Le Università di Pavia e di Bologna hanno dimostrato che Gdue, originato da due alghe marine, riduce il livello di glicemia sotto il valore di 100 milligrammi/ decilitro.

In Europa il diabete è un grave problema di sanità pubblica, in Italia interessa 3 milioni e 200 mila persone e lo stato di pre-diabete è spesso sottovalutato. Il Gdue preparato nutraceutico dalle alghe marine Ascophyllum Nodosum, Fucus Vesiculosus con aggiunta di cromo picolinato, ha dimostrato di essere efficace nel ridurre i livelli di glicemia e di infiammazione nel sangue.

I risultati dello studio italiano

Il pre-diabete, corrispondente a livelli di glicemia superiore alla soglia di 100 mg/dl, è una condizione su cui intervenire tempestivamente per evitare l’insorgenza del diabete e il peggioramento dello stato di salute, generalmente il medico consiglia di cambiare lo stile di vita, modificando la dieta e aumentando gli esercizi di attività fisica moderata.

Il gruppo di ricercatori italiani delle Università di Pavia e di Bologna guidati dal dottore Giuseppe Derosa, Responsabile del Centro Universitario di Diabetologia, Malattie Metaboliche e Dislipidemie dell’Università di Pavia, presso il Policlinico San Matteo, hanno condotto una ricerca su 65 persone non ancora colpite da diabete ma con livelli alti di glucosio nel sangue pari a 100 e 125 mg/dl.
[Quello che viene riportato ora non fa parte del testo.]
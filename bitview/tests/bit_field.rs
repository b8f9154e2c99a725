use bitview::prelude::*;
use quickcheck::quickcheck;
use seq_macro::seq;

#[test]
fn test_every_offset_u32() {
    seq!(OFFSET in 0..=28 {
        let mut word = u32::MAX;
        BitField::<OFFSET, 4, u32>::set(&mut word, 0b0101);
        assert_eq!(BitField::<OFFSET, 4, u32>::get(word), 0b0101);
        assert_eq!(word | (0b1010 << OFFSET), u32::MAX);
        assert_eq!(word & !(0b1111 << OFFSET), u32::MAX & !(0b1111 << OFFSET));
    });
}

#[test]
fn test_every_width_u64() {
    seq!(WIDTH in 1..=64 {
        let value = u64::MAX >> (64 - WIDTH);
        assert_eq!(BitField::<0, WIDTH, u64>::get(u64::MAX), value);
        assert_eq!(BitField::<0, WIDTH, u64>::with(0, u64::MAX), value);
        assert_eq!(BitField::<0, WIDTH, u64>::mask(), value);
    });
}

#[test]
fn test_most_negative_value_in_every_signed_width() {
    seq!(WIDTH in 1..=16 {
        let min = -(1i32 << (WIDTH - 1));
        let mut word = 0i32;
        BitField::<8, WIDTH, i32>::set(&mut word, min);
        assert_eq!(BitField::<8, WIDTH, i32>::get(word), min);
    });
}

#[test]
fn test_signed_nibble() {
    type Nibble = BitField<4, 4, i8>;

    let mut word = 0i8;
    Nibble::set(&mut word, -8);
    assert_eq!(Nibble::get(word), -8);
    assert_eq!(word as u8, 0b1000_0000);

    Nibble::set(&mut word, 7);
    assert_eq!(Nibble::get(word), 7);

    Nibble::set(&mut word, -1);
    assert_eq!(Nibble::get(word), -1);
    assert_eq!(word as u8, 0b1111_0000);
}

#[test]
fn test_signed_field_ignores_neighbors() {
    type Middle = BitField<8, 8, i32>;

    let word = 0x7f80_ff7fu32 as i32;
    assert_eq!(Middle::get(word), -1);
    assert_eq!(Middle::get(0x0000_8000), -128);
    assert_eq!(Middle::get(0x0000_7f00), 127);
}

#[test]
fn test_full_width_fields() {
    assert_eq!(BitField::<0, 8, u8>::get(0xa5), 0xa5);
    assert_eq!(BitField::<0, 16, i16>::get(-12345), -12345);
    assert_eq!(BitField::<0, 64, i64>::get(i64::MIN), i64::MIN);
    assert_eq!(BitField::<0, 64, u64>::with(7, u64::MAX), u64::MAX);
}

#[test]
fn test_overlapping_fields() {
    type Mask = BitField<32, 4, u64>;
    type Upper = BitField<32, 32, u64>;

    let mut word = 0u64;
    Upper::set(&mut word, 0xdead_beef);
    assert_eq!(Mask::get(word), 0xf);

    Mask::set(&mut word, 0x3);
    assert_eq!(Upper::get(word), 0xdead_bee3);
    assert_eq!(word, 0xdead_bee3_0000_0000);
}

quickcheck! {
    fn prop_assign_then_read_unsigned(word: u32, value: u32) -> bool {
        let value = value & 0x3ff;
        let mut word = word;
        BitField::<7, 10, u32>::set(&mut word, value);
        BitField::<7, 10, u32>::get(word) == value
    }

    fn prop_assign_then_read_signed(word: i32, value: i16) -> bool {
        let value = i32::from(value) >> 5;
        let mut word = word;
        BitField::<13, 11, i32>::set(&mut word, value);
        BitField::<13, 11, i32>::get(word) == value
    }

    fn prop_assign_preserves_outside_bits(word: u64, value: u64) -> bool {
        let mut assigned = word;
        BitField::<20, 13, u64>::set(&mut assigned, value);
        let outside = !BitField::<20, 13, u64>::mask();
        assigned & outside == word & outside
    }

    fn prop_disjoint_fields_are_independent(word: u32, low: u32, high: u32) -> bool {
        type Low = BitField<0, 12, u32>;
        type High = BitField<16, 16, u32>;

        let mut word = word;
        High::set(&mut word, high);
        let high_before = High::get(word);
        Low::set(&mut word, low);
        High::get(word) == high_before && Low::get(word) == low & 0xfff
    }

    fn prop_flag_matches_bit(word: u16, value: bool) -> bool {
        let word = BitFlag::<9, u16>::with(word, value);
        BitFlag::<9, u16>::get(word) == value && ((word >> 9) & 1 == 1) == value
    }
}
I partecipanti hanno assunto Gdue a base di alghe marine tre volte al giorno prima dei pasti, dopo tre e sei mesi sono stati sottoposti ad analisi emato-chimici e in tutti i casi di pre-diabete il valore della glicemia è sceso sotto il livello limite di 100 mg/dl. Il gruppo di ricercatori italiani ha così dimostrato l’efficacia del composto nutraceutico derivato da due alghe marine nel far ritornare i livelli di glucosio nel sangue al di sotto del limite soglia di 100 milligrammi per decilitro e quindi ristabilire un valore normale di glicemia.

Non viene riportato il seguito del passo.